WORK INSTRUCTIONS:
In your reply, reproduce the lines from the first one below to the line containing "#[command(propagate_version = true)]", inclusive, exactly as they stand.
------------------------------------------------
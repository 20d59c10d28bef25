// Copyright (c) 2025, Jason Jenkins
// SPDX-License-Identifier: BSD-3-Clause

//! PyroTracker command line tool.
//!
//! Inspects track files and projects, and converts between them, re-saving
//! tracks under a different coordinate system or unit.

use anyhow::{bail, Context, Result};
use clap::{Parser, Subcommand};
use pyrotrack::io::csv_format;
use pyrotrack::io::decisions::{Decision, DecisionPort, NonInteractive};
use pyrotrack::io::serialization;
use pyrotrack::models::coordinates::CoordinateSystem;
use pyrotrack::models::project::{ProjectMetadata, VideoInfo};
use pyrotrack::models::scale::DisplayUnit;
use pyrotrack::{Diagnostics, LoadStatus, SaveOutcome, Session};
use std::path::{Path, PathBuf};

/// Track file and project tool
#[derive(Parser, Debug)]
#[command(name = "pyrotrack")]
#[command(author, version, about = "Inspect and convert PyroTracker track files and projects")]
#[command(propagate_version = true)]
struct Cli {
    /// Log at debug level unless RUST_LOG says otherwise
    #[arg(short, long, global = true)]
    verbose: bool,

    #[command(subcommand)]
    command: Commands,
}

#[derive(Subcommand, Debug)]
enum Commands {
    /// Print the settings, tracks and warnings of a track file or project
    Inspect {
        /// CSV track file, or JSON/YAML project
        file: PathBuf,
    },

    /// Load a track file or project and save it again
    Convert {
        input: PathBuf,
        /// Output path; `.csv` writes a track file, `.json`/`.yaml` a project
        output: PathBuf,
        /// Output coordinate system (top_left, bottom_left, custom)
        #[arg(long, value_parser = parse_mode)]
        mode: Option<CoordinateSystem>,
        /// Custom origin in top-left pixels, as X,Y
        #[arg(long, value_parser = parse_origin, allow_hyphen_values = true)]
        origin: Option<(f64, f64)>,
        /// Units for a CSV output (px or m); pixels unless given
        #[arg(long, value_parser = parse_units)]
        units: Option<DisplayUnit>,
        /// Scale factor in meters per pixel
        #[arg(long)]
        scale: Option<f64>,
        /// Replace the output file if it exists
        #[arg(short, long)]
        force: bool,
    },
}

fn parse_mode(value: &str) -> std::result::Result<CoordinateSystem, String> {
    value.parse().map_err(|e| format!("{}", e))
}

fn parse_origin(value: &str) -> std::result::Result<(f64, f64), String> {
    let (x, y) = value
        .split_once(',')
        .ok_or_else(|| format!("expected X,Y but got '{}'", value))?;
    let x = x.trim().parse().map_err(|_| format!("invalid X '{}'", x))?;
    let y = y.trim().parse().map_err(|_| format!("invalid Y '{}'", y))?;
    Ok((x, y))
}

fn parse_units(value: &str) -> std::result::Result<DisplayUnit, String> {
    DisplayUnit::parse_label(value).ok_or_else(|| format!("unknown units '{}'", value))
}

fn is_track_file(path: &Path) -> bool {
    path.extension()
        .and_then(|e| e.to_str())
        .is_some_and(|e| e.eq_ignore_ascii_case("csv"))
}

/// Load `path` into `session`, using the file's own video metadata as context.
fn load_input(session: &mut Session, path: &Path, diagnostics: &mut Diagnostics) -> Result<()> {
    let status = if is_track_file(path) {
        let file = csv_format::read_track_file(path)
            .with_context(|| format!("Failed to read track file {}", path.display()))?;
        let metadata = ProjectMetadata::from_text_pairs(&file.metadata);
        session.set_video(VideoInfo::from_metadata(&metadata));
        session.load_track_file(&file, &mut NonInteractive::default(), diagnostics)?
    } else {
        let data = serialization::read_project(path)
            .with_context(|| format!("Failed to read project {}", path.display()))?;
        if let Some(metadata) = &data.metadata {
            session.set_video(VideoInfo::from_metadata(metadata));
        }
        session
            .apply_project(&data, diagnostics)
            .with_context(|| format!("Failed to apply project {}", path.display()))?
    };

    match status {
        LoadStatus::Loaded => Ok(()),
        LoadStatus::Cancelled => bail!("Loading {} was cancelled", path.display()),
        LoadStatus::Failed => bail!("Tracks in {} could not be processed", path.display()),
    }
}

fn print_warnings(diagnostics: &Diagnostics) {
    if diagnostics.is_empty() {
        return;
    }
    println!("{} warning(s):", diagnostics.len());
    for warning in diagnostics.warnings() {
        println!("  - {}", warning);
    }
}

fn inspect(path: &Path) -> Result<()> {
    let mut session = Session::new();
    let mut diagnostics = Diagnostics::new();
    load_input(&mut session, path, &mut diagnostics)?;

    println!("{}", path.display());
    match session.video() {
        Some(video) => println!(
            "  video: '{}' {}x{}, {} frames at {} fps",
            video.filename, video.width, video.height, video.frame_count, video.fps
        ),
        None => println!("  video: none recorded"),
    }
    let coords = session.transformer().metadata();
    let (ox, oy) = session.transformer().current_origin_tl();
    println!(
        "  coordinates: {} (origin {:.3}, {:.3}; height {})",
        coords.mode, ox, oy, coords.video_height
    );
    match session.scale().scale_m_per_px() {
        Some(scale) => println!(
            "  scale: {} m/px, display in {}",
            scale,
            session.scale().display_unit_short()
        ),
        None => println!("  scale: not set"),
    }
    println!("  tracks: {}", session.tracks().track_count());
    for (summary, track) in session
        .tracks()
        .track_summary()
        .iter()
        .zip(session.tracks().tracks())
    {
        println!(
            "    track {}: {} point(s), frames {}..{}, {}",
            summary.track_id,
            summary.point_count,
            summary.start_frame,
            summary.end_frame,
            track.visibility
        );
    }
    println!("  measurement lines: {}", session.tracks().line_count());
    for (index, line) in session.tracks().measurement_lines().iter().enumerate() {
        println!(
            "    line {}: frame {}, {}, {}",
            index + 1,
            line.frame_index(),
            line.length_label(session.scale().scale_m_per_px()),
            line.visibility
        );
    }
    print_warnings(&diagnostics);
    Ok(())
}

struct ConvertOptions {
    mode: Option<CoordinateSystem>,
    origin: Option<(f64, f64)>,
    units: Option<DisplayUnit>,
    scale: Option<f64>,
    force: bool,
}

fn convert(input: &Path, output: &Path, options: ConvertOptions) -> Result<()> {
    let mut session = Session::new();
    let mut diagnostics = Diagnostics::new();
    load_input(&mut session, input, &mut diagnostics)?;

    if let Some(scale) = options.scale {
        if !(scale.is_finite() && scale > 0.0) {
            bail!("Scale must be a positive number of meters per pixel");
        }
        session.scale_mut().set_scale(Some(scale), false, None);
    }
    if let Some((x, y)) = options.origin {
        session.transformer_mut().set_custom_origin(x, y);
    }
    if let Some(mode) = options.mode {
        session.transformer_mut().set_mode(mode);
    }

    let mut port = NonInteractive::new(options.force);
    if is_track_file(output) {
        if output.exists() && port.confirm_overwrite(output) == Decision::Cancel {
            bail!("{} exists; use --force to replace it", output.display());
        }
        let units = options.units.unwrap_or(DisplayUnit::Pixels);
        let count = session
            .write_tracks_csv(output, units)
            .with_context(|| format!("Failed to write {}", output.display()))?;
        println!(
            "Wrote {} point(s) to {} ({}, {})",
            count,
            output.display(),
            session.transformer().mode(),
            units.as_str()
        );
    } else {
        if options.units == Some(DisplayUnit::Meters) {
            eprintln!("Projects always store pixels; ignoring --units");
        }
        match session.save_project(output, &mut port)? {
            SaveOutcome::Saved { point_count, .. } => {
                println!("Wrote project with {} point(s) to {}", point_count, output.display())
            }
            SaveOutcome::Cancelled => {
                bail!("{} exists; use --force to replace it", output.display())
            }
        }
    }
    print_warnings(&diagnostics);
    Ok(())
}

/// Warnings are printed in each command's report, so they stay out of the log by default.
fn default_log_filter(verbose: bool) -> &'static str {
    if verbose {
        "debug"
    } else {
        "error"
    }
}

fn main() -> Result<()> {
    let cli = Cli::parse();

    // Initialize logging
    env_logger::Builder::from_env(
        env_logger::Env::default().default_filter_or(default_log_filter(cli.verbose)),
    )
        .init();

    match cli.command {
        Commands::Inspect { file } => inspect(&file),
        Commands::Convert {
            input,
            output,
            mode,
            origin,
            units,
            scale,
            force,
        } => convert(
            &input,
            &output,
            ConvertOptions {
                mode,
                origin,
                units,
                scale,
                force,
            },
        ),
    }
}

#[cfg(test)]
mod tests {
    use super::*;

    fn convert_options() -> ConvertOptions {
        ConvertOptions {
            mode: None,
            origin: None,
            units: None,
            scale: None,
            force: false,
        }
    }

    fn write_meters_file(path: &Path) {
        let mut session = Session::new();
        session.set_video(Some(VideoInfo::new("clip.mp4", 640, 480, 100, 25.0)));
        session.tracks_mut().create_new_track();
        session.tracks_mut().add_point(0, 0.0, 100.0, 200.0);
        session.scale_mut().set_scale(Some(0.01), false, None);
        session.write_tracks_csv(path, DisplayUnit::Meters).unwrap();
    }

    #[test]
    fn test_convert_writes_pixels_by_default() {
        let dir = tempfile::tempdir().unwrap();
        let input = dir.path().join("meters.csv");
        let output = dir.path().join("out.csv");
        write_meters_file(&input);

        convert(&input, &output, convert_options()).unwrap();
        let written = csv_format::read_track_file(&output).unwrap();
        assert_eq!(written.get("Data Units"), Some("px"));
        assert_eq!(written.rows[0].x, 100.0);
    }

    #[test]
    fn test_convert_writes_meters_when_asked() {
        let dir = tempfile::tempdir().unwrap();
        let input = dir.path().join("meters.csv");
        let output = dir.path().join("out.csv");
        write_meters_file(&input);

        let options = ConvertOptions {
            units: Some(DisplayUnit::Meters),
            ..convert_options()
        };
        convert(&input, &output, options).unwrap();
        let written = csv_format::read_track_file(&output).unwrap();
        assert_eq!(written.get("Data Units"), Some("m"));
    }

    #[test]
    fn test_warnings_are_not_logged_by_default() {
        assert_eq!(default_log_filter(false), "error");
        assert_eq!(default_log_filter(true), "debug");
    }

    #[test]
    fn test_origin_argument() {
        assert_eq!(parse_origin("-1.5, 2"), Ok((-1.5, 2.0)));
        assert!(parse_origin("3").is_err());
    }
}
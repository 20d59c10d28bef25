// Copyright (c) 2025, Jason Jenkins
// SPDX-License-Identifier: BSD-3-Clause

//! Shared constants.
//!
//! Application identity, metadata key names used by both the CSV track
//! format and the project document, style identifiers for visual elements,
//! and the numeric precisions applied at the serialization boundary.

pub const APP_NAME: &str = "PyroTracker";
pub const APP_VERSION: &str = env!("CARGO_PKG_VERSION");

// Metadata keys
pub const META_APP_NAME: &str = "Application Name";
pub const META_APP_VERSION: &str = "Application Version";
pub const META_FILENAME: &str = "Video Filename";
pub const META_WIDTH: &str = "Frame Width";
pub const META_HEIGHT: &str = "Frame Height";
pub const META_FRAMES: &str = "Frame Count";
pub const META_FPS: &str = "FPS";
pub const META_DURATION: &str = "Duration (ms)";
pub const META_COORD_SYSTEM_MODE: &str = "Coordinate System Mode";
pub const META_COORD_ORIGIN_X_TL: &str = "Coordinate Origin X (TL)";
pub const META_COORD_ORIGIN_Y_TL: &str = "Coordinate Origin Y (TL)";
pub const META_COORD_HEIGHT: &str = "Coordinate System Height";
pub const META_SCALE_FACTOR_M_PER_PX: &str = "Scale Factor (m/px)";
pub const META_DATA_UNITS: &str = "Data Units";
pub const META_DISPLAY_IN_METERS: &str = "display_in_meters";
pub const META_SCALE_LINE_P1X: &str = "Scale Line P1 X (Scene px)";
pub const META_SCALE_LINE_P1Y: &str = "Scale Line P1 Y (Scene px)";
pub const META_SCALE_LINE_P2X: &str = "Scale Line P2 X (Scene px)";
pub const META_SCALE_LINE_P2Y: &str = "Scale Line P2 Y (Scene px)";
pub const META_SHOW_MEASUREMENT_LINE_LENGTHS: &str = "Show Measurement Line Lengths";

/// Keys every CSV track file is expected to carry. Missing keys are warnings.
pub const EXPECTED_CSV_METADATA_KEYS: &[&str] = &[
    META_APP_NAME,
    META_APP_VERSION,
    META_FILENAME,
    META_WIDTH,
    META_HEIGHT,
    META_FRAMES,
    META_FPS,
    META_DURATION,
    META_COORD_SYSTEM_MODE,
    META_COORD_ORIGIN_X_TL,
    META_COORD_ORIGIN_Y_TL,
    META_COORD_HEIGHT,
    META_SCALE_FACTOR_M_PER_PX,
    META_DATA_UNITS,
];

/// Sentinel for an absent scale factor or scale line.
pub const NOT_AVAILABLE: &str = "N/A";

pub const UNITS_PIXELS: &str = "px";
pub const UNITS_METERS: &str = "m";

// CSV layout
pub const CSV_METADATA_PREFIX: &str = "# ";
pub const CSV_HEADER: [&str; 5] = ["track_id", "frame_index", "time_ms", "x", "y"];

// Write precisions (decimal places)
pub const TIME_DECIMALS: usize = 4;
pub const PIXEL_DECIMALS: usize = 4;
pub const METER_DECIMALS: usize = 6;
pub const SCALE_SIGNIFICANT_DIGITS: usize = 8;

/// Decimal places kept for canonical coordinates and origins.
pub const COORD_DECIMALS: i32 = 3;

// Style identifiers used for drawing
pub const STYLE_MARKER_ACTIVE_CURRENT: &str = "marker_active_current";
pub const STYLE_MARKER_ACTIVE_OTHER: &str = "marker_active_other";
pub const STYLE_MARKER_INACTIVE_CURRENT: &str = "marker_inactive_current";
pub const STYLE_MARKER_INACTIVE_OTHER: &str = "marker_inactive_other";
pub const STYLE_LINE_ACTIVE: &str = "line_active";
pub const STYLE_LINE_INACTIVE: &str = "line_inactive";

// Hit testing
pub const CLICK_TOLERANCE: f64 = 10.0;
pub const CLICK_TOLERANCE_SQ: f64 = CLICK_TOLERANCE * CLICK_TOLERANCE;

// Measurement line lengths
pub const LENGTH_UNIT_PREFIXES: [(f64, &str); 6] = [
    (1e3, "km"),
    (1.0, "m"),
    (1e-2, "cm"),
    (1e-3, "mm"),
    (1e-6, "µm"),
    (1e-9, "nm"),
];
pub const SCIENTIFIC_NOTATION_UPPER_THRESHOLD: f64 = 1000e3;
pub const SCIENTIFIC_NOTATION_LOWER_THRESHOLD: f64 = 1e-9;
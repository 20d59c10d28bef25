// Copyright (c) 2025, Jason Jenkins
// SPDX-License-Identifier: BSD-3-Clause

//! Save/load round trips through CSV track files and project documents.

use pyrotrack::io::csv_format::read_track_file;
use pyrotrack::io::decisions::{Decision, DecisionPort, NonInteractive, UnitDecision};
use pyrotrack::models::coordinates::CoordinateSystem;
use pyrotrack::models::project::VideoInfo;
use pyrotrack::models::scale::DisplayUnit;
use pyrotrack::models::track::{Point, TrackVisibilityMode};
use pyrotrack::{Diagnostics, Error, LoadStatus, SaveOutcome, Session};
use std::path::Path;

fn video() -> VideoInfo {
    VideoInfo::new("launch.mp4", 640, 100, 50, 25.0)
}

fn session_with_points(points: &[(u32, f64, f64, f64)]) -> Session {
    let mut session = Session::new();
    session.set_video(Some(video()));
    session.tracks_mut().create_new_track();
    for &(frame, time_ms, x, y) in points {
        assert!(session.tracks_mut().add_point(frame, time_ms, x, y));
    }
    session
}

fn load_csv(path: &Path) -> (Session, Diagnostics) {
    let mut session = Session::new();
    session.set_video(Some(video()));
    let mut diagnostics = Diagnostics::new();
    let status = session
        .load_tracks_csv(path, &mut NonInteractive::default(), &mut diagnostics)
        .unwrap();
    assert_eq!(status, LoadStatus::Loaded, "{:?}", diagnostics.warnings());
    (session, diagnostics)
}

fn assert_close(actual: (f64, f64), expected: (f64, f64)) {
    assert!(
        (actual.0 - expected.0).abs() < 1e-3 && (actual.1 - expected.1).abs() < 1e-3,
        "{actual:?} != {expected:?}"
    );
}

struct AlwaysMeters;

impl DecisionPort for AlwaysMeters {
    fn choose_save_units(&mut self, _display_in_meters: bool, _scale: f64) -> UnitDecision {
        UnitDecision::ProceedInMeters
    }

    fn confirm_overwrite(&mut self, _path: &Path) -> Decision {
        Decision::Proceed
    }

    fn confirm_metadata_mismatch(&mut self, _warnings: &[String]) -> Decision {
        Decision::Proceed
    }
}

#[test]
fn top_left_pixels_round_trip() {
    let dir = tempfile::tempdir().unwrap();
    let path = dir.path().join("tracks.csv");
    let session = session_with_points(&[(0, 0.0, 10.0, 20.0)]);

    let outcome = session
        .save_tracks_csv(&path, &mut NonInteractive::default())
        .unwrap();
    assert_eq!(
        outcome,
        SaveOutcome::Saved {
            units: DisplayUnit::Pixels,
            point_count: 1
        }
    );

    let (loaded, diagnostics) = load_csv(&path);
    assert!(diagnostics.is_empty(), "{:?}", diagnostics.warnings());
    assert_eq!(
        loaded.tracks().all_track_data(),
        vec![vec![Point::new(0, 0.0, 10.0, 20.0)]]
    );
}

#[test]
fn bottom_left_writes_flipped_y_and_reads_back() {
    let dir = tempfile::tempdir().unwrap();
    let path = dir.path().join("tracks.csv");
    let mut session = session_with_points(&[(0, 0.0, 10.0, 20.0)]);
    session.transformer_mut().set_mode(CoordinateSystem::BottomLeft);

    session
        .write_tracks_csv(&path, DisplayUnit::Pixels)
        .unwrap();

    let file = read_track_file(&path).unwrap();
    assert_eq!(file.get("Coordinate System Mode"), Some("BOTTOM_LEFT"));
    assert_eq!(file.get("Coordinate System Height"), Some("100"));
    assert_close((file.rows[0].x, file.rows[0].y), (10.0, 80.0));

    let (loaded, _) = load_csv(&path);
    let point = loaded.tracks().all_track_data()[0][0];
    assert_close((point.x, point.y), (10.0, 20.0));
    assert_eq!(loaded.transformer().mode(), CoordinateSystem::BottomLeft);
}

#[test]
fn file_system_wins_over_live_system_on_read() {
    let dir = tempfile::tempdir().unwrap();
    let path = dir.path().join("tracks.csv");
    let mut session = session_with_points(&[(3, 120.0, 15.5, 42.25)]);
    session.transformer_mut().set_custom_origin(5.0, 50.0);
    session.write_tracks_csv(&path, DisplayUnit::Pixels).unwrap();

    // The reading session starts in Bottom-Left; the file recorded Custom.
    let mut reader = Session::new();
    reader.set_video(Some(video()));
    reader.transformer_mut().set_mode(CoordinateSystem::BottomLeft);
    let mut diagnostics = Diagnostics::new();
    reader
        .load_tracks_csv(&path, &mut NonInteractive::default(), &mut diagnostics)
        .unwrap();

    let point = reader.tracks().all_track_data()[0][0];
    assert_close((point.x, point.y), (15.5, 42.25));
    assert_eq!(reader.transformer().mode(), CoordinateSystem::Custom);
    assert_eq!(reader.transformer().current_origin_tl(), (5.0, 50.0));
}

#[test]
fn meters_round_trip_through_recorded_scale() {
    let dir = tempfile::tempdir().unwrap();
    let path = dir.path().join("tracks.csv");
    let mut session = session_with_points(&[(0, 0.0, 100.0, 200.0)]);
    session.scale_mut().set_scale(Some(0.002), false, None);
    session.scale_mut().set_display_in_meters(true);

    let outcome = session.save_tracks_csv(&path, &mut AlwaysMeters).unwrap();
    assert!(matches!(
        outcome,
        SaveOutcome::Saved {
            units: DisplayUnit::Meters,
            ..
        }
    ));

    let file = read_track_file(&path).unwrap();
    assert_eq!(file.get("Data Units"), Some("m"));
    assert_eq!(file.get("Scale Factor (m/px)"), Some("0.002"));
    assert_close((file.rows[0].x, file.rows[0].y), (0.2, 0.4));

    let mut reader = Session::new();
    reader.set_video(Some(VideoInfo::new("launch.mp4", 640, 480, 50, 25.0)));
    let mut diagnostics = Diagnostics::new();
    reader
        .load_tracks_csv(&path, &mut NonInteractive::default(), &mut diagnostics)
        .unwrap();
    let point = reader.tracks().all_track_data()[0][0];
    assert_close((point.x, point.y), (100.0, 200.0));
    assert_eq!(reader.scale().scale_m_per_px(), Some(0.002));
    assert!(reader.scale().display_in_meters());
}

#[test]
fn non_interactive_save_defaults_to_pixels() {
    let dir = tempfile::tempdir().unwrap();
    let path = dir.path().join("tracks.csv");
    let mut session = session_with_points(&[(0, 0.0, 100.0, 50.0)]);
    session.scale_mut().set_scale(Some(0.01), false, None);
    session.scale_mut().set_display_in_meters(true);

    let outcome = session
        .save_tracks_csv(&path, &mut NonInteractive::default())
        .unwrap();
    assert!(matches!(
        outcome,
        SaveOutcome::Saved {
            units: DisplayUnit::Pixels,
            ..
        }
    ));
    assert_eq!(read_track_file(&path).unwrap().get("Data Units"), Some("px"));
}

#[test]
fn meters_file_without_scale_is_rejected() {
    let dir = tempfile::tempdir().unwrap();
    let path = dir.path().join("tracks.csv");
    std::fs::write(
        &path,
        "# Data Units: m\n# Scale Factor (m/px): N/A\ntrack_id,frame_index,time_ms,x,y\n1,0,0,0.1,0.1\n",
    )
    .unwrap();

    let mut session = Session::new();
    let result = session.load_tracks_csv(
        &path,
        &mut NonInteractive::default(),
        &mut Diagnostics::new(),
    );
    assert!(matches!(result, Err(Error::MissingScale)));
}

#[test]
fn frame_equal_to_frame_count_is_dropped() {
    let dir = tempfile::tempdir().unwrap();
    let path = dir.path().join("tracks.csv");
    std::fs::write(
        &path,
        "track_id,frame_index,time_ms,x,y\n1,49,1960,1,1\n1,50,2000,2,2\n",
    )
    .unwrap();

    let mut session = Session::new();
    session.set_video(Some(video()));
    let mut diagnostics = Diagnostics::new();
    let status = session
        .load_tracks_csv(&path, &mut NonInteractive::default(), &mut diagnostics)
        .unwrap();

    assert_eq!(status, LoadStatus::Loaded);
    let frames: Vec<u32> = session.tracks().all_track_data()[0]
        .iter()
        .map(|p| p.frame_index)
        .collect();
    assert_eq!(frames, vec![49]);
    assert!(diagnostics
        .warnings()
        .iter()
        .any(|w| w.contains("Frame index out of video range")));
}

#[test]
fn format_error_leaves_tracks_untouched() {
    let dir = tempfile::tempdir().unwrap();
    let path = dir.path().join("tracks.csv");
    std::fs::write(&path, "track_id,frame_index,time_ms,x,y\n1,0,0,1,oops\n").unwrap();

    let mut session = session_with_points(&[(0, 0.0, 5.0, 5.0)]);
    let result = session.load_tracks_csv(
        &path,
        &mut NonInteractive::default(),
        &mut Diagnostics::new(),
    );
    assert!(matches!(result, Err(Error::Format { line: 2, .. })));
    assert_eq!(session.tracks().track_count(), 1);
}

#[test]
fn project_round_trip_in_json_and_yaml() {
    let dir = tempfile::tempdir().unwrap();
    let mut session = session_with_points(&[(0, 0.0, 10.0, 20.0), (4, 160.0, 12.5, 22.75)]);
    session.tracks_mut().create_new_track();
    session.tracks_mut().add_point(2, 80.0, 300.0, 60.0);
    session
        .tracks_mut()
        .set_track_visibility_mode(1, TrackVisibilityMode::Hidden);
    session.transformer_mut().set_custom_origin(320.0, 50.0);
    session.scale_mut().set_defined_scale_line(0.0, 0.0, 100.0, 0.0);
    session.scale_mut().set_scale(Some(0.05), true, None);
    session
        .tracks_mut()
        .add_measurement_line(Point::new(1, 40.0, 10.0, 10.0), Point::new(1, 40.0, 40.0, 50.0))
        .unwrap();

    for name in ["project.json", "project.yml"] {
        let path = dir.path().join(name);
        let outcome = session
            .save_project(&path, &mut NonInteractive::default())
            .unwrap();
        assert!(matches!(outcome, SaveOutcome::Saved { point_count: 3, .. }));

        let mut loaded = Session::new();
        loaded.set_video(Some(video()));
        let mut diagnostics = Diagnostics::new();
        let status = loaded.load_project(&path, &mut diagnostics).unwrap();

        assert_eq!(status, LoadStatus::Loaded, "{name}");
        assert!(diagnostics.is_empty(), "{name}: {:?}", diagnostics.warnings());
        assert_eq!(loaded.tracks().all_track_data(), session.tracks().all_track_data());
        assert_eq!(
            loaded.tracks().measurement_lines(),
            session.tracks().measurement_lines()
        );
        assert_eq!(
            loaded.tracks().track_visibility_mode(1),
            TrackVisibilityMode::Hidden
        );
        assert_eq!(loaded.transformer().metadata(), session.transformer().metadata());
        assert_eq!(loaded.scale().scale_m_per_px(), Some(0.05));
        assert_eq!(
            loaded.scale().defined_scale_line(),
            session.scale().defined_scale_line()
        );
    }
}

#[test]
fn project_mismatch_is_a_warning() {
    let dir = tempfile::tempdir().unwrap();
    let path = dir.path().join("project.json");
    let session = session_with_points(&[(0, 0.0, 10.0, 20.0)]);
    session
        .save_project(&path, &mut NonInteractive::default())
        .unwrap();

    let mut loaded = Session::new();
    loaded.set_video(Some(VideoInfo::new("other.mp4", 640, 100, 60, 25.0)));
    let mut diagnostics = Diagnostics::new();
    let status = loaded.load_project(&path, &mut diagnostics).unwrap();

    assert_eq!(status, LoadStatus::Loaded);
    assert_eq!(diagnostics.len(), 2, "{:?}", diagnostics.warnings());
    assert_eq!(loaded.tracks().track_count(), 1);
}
------------------------------------------------
TASK ANSWER:
repository 20d59c10d28bef25
// Copyright (c) 2025, Jason Jenkins
// SPDX-License-Identifier: BSD-3-Clause

//! PyroTracker command line tool.
//!
//! Inspects track files and projects, and converts between them, re-saving
//! tracks under a different coordinate system or unit.

use anyhow::{bail, Context, Result};
use clap::{Parser, Subcommand};
use pyrotrack::io::csv_format;
use pyrotrack::io::decisions::{Decision, DecisionPort, NonInteractive};
use pyrotrack::io::serialization;
use pyrotrack::models::coordinates::CoordinateSystem;
use pyrotrack::models::project::{ProjectMetadata, VideoInfo};
use pyrotrack::models::scale::DisplayUnit;
use pyrotrack::{Diagnostics, LoadStatus, SaveOutcome, Session};
use std::path::{Path, PathBuf};

/// Track file and project tool
#[derive(Parser, Debug)]
#[command(name = "pyrotrack")]
#[command(author, version, about = "Inspect and convert PyroTracker track files and projects")]
#[command(propagate_version = true)]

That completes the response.